## Exercise prompt
From the records below, copy out each line that has the word "INTO".

## Data extract
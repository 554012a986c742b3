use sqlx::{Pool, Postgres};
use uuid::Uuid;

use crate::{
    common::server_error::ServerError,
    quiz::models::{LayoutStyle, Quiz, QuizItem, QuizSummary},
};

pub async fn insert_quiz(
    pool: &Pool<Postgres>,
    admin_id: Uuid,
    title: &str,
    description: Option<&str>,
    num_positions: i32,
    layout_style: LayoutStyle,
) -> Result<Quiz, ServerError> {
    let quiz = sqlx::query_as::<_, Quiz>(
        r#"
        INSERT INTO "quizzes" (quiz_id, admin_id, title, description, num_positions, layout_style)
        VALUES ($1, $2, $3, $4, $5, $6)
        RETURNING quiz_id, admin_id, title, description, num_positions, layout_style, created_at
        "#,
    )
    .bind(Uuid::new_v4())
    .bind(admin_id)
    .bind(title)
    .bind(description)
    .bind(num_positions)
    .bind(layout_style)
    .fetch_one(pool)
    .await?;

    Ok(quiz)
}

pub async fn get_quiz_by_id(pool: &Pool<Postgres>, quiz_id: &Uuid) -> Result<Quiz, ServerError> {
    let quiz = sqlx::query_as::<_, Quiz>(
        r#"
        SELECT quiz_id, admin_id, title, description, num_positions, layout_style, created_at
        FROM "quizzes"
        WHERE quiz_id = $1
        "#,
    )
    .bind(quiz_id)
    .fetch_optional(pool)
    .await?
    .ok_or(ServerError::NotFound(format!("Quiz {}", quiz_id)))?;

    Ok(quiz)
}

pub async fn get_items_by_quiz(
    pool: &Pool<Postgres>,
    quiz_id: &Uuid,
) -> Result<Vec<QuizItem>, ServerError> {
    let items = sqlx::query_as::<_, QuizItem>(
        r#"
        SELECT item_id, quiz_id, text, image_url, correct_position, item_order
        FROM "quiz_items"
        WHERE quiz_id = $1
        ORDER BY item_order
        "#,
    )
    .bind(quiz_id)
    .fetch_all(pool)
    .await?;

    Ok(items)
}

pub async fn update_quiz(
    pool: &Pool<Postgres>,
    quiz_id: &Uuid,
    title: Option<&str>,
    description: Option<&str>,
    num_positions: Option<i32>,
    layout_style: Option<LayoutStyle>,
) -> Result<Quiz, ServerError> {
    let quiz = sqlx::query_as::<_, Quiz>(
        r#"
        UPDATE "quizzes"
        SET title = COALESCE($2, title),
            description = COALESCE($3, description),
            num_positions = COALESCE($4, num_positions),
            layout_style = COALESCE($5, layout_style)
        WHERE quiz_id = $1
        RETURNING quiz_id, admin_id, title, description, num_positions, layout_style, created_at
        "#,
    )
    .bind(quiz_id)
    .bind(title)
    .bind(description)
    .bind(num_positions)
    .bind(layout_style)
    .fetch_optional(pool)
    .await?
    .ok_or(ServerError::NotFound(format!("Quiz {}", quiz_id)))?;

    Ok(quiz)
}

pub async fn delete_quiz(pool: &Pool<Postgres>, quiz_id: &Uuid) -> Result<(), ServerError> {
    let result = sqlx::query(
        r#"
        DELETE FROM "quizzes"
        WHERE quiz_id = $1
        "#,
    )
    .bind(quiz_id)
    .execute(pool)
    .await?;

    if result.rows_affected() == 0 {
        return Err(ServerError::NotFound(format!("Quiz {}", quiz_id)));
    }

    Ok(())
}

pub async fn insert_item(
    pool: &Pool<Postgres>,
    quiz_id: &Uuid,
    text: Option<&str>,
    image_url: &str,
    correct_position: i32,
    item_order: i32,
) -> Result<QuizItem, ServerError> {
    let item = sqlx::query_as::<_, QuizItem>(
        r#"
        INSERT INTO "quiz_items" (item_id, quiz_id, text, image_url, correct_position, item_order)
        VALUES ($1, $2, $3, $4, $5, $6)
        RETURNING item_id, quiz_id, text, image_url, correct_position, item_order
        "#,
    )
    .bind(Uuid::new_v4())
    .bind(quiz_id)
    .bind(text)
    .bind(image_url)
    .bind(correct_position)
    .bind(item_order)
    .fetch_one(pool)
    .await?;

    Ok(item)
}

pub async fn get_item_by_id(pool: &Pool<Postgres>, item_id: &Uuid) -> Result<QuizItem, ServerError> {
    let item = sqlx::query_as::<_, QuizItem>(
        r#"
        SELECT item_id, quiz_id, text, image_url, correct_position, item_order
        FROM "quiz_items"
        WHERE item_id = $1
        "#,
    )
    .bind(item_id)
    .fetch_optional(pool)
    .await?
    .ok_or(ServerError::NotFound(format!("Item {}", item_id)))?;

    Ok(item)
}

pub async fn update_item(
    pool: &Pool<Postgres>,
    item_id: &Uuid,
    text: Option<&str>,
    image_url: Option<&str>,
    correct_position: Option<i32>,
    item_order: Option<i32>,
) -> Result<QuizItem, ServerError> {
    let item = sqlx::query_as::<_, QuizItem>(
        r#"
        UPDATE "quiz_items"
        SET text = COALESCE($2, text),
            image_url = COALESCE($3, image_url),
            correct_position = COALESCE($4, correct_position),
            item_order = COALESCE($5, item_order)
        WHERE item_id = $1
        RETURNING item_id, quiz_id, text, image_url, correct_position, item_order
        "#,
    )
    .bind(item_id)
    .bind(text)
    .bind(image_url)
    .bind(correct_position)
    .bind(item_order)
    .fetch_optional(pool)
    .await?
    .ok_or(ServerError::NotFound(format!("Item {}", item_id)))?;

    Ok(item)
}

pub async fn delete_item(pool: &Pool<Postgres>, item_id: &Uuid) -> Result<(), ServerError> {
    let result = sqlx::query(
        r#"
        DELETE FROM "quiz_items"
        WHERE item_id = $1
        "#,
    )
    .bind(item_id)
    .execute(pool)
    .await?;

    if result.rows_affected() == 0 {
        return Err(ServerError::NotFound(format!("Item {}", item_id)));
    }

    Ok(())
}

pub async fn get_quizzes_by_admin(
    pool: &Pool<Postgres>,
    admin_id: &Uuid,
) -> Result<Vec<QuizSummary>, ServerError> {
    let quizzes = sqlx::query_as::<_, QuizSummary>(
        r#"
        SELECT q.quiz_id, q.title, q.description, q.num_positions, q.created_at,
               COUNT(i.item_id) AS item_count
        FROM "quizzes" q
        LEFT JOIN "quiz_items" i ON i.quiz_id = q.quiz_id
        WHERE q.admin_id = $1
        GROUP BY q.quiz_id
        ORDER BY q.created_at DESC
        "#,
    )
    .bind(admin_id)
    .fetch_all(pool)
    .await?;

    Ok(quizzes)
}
==
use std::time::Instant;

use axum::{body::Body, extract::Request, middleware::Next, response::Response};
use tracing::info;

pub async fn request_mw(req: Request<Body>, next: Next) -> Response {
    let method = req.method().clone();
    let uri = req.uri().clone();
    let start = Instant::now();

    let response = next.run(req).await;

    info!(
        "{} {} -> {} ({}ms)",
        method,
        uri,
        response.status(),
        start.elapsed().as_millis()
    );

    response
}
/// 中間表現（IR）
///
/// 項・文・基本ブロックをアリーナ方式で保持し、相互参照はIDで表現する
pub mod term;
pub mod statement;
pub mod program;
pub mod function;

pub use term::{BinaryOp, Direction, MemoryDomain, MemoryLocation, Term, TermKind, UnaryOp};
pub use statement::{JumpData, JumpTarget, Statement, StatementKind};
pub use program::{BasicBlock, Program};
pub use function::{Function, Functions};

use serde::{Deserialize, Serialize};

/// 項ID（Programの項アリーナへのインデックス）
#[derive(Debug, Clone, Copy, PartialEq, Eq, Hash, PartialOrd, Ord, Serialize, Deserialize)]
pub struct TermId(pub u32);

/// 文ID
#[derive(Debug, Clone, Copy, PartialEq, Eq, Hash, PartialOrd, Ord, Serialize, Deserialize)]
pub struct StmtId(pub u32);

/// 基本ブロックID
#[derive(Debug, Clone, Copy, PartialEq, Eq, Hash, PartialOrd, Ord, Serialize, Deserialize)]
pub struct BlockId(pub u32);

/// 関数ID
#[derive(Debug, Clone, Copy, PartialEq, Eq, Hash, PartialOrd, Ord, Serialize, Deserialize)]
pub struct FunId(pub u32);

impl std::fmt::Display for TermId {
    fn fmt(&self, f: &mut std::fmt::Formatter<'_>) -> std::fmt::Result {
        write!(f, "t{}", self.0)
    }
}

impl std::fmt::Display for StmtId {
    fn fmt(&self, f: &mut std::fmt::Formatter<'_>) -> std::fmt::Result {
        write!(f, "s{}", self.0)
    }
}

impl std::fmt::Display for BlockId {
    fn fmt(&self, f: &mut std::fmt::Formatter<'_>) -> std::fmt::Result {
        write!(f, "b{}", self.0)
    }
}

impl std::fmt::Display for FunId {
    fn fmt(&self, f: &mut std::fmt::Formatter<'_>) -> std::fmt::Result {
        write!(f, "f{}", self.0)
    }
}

## Task output
        INSERT INTO "quizzes" (quiz_id, admin_id, title, description, num_positions, layout_style)
        INSERT INTO "quiz_items" (item_id, quiz_id, text, image_url, correct_position, item_order)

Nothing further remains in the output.